Industry NewsBreast Cancer

DoD Breakthrough Award to Target Triple-Negative Breast Cancer

By News Release

 

The Department of Defense has awarded a three-year $1.2 million Breakthrough Award grant to help researchers at the University of Kansas Cancer Center identify tailored treatments for people with triple-negative breast cancer.

Priyanka Sharma, MD, breast medical oncologist, and Shane Stecklein, MD, PhD, radiation oncologist, will lead the project. The intent of the Breakthrough Award program is to support research that has the potential to lead to or make breakthroughs in breast cancer. The Breakthrough Award is a coveted and highly competitive grant. Out of all breast cancers, triple-negative breast cancer is often more aggressive, difficult to treat and more likely to come back. About 15% of breast cancers diagnosed in American women are triple-negative. Unlike hormone-driven breast cancers and breast cancers driven by the HER2 gene, there are no targeted treatments for triple-negative breast cancer.

Recent clinical trials demonstrate that a combination of chemotherapy and immunotherapy is more effective compared to chemotherapy alone in triple-negative breast cancer. Immunotherapy harnesses the patient’s own immune system and equips it to better fight cancer. Although immunotherapy improves the effectiveness of chemotherapy, it also comes with risks. The patient’s immune system may attack its own tissues. This rare side effect can be severe and even deadly, and many patients with triple-negative breast cancer are cured with chemotherapy alone.

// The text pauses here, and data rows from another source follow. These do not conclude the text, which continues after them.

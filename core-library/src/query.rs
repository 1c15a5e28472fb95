//! Predicate-based query compiler for song listings.
//!
//! A [`SongQuery`] is an ordered list of [`Predicate`]s plus a page. Compiling
//! it yields SQL with SQLite numbered parameters and the values to bind, so
//! parameter positions depend only on which filter fields are present.
//!
//! Predicates are appended in a fixed column order: id, group, title,
//! release date, text, link. Every query also excludes soft-deleted rows, and
//! the offset and limit are always the last two parameters.

use crate::models::{non_empty, SongFilter};
use crate::repositories::PageRequest;
use chrono::{DateTime, NaiveTime, Utc};

/// Columns of the `songs` table that can be filtered on.
#[derive(Debug, Clone, Copy, PartialEq, Eq)]
pub enum Column {
    Id,
    Group,
    Title,
    ReleaseDate,
    Text,
    Link,
}

impl Column {
    /// SQL identifier, quoted where it collides with a keyword.
    pub fn sql_name(&self) -> &'static str {
        match self {
            Column::Id => "id",
            Column::Group => "\"group\"",
            Column::Title => "song",
            Column::ReleaseDate => "release_date",
            Column::Text => "text",
            Column::Link => "link",
        }
    }
}

#[derive(Debug, Clone, Copy, PartialEq, Eq)]
pub enum Operator {
    /// Exact equality
    Eq,
    /// Case-sensitive substring containment; `%` and `_` are literal
    Contains,
}

/// A value bound to a numbered parameter.
#[derive(Debug, Clone, PartialEq, Eq)]
pub enum SqlParam {
    Text(String),
    Timestamp(DateTime<Utc>),
    Integer(i64),
}

#[derive(Debug, Clone, PartialEq, Eq)]
pub struct Predicate {
    pub column: Column,
    pub operator: Operator,
    pub value: SqlParam,
}

impl Predicate {
    pub fn eq(column: Column, value: SqlParam) -> Self {
        Self {
            column,
            operator: Operator::Eq,
            value,
        }
    }

    pub fn contains(column: Column, needle: impl Into<String>) -> Self {
        Self {
            column,
            operator: Operator::Contains,
            value: SqlParam::Text(needle.into()),
        }
    }

    fn render(&self, position: usize) -> String {
        match self.operator {
            Operator::Eq => format!("{} = ?{}", self.column.sql_name(), position),
            Operator::Contains => format!("instr({}, ?{}) > 0", self.column.sql_name(), position),
        }
    }
}

/// SQL text plus the parameters in bind order.
#[derive(Debug, Clone, PartialEq, Eq)]
pub struct CompiledQuery {
    pub sql: String,
    pub params: Vec<SqlParam>,
}

const SELECT_SONGS: &str =
    "SELECT id, \"group\", song, release_date, text, link FROM songs WHERE deleted = 0";

#[derive(Debug, Clone, PartialEq, Eq)]
pub struct SongQuery {
    predicates: Vec<Predicate>,
    page: PageRequest,
}

impl SongQuery {
    /// All live songs, paginated.
    pub fn new(page: PageRequest) -> Self {
        Self {
            predicates: Vec::new(),
            page,
        }
    }

    pub fn push(mut self, predicate: Predicate) -> Self {
        self.predicates.push(predicate);
        self
    }

    /// Builds the predicate list from the constraining fields of `filter`.
    pub fn from_filter(filter: &SongFilter, page: PageRequest) -> Self {
        let mut query = Self::new(page);

        if let Some(id) = non_empty(&filter.id) {
            query = query.push(Predicate::eq(Column::Id, SqlParam::Text(id.to_string())));
        }
        if let Some(group) = non_empty(&filter.group) {
            query = query.push(Predicate::eq(
                Column::Group,
                SqlParam::Text(group.to_string()),
            ));
        }
        if let Some(title) = non_empty(&filter.title) {
            query = query.push(Predicate::eq(
                Column::Title,
                SqlParam::Text(title.to_string()),
            ));
        }
        if let Some(date) = filter.release_date {
            query = query.push(Predicate::eq(
                Column::ReleaseDate,
                SqlParam::Timestamp(date.and_time(NaiveTime::MIN).and_utc()),
            ));
        }
        if let Some(text) = non_empty(&filter.text) {
            query = query.push(Predicate::contains(Column::Text, text));
        }
        if let Some(link) = non_empty(&filter.link) {
            query = query.push(Predicate::eq(Column::Link, SqlParam::Text(link.to_string())));
        }

        query
    }

    pub fn predicates(&self) -> &[Predicate] {
        &self.predicates
    }

    pub fn page(&self) -> PageRequest {
        self.page
    }

    pub fn compile(&self) -> CompiledQuery {
        let mut sql = String::from(SELECT_SONGS);
        let mut params = Vec::with_capacity(self.predicates.len() + 2);

        for (index, predicate) in self.predicates.iter().enumerate() {
            sql.push_str(" AND ");
            sql.push_str(&predicate.render(index + 1));
            params.push(predicate.value.clone());
        }

        let offset_position = params.len() + 1;
        let limit_position = offset_position + 1;
        sql.push_str(&format!(
            " ORDER BY rowid LIMIT ?{} OFFSET ?{}",
            limit_position, offset_position
        ));

        params.push(SqlParam::Integer(to_sql_int(self.page.offset())));
        params.push(SqlParam::Integer(to_sql_int(self.page.limit())));

        CompiledQuery { sql, params }
    }
}

fn to_sql_int(value: u64) -> i64 {
    i64::try_from(value).unwrap_or(i64::MAX)
}

#[cfg(test)]
mod tests {
    use super::*;
    use chrono::NaiveDate;

    #[test]
    fn test_empty_filter_lists_live_songs() {
        let compiled = SongQuery::from_filter(&SongFilter::new(), PageRequest::new(1, 10)).compile();

        assert_eq!(
            compiled.sql,
            "SELECT id, \"group\", song, release_date, text, link FROM songs \
             WHERE deleted = 0 ORDER BY rowid LIMIT ?2 OFFSET ?1"
        );
        assert_eq!(
            compiled.params,
            vec![SqlParam::Integer(0), SqlParam::Integer(10)]
        );
    }

    #[test]
    fn test_predicates_follow_fixed_column_order() {
        let date = NaiveDate::from_ymd_opt(2006, 7, 16).unwrap();
        // Builder order differs from column order on purpose.
        let filter = SongFilter::new()
            .with_link("https://example.com")
            .with_text("love")
            .with_release_date(date)
            .with_title("Uprising")
            .with_group("Muse")
            .with_id("abc");

        let query = SongQuery::from_filter(&filter, PageRequest::new(3, 5));
        let columns: Vec<Column> = query.predicates().iter().map(|p| p.column).collect();
        assert_eq!(
            columns,
            vec![
                Column::Id,
                Column::Group,
                Column::Title,
                Column::ReleaseDate,
                Column::Text,
                Column::Link
            ]
        );

        let compiled = query.compile();
        assert!(compiled.sql.contains(
            "WHERE deleted = 0 AND id = ?1 AND \"group\" = ?2 AND song = ?3 \
             AND release_date = ?4 AND instr(text, ?5) > 0 AND link = ?6 \
             ORDER BY rowid LIMIT ?8 OFFSET ?7"
        ));
        assert_eq!(compiled.params.len(), 8);
        assert_eq!(compiled.params[6], SqlParam::Integer(10));
        assert_eq!(compiled.params[7], SqlParam::Integer(5));
        assert_eq!(
            compiled.params[3],
            SqlParam::Timestamp(date.and_time(NaiveTime::MIN).and_utc())
        );
    }

    #[test]
    fn test_positions_are_dense_for_sparse_filters() {
        let filter = SongFilter::new().with_group("Muse").with_text("");
        let compiled = SongQuery::from_filter(&filter, PageRequest::new(2, 10)).compile();

        assert!(compiled
            .sql
            .ends_with("AND \"group\" = ?1 ORDER BY rowid LIMIT ?3 OFFSET ?2"));
        assert_eq!(
            compiled.params,
            vec![
                SqlParam::Text("Muse".to_string()),
                SqlParam::Integer(10),
                SqlParam::Integer(10)
            ]
        );
    }

    #[test]
    fn test_text_uses_containment() {
        let filter = SongFilter::new().with_text("50%_off");
        let query = SongQuery::from_filter(&filter, PageRequest::default());

        assert_eq!(query.predicates()[0].operator, Operator::Contains);
        assert_eq!(
            query.predicates()[0].value,
            SqlParam::Text("50%_off".to_string())
        );
        assert!(query.compile().sql.contains("instr(text, ?1) > 0"));
    }
}
//! # Song Library Module
//!
//! Owns the song catalog database and the repository used to reach it.
//!
//! ## Overview
//!
//! This module manages:
//! - SQLite schema, migrations and the connection pool
//! - The song entity and its paginated read shapes
//! - A predicate-based query compiler for filtered listings
//! - Soft-delete semantics and (group, song) uniqueness among live rows

pub mod db;
pub mod error;
pub mod models;
pub mod query;
pub mod repositories;

pub use error::{LibraryError, Result};
pub use models::{
    split_verses, LyricsPage, NewSong, Song, SongFilter, SongId, SongUpdate, SongsPage,
    VERSE_DELIMITER,
};
pub use repositories::{PageRequest, SongRepository, SqliteSongRepository};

Drs. Sharma and Stecklein will look at two molecular markers:

  • DDIR, a marker of immune system activation, and
  • HRD, a marker that indicates defects in DNA repair that are associated with sensitivity to chemotherapy.

According to Dr. Sharma, these markers can predict how a patient will respond to treatment.

“People with triple-negative breast cancer have fewer options when it comes to personalized cancer treatment,” Dr. Sharma said. “By using DDIR and HRD together, we hope we can predict who will have good outcomes with chemotherapy alone and who will benefit from a combination of chemotherapy and immunotherapy.”

Dr. Stecklein added that by using this biology-driven classification scheme, they hope to define groups of patients who will benefit from specific treatment approaches. This will maximize the effectiveness of treatment and minimize or eliminate unnecessary or ineffective treatments that carry significant risks.

“We have known for years that triple-negative breast cancers are a biologically diverse group of tumors. Despite this knowledge, we approach treatment the same way for nearly all patients,” Dr. Stecklein said. “Our DDIR/HRD classification scheme gives us insight into how sensitive an individual triple-negative breast cancer patient’s tumor is to chemotherapy, and how primed her immune system is to help fight the tumor.”

The team will lean on their findings from two clinical trials. The NeoSTOP trial demonstrated that a less intense course of chemotherapy using two drugs led to similar outcomes compared to the standard four-drug chemotherapy regimen. The second study, NeoPACT, tested the less-intense course of chemotherapy with immunotherapy. Participants in both studies contributed tumor samples. The team has already measured DDIR in the NeoSTOP and NeoPACT tumor samples, and the grant will fund measuring HRD. They will then classify tumors based on whether they had one, both or neither of the markers and evaluate outcomes in patients who got chemotherapy alone or chemotherapy with immunotherapy. The grant will also support testing the DDIR/HRD classification scheme in a prospective cohort of triple-negative breast cancer patients to confirm their findings.

“The goal is to look at an individual’s tumor profile and customize treatment based on their unique cancer subtype,” Dr. Sharma said. “These findings may help us get closer to making precision medicine a reality for those with triple-negative breast cancer.”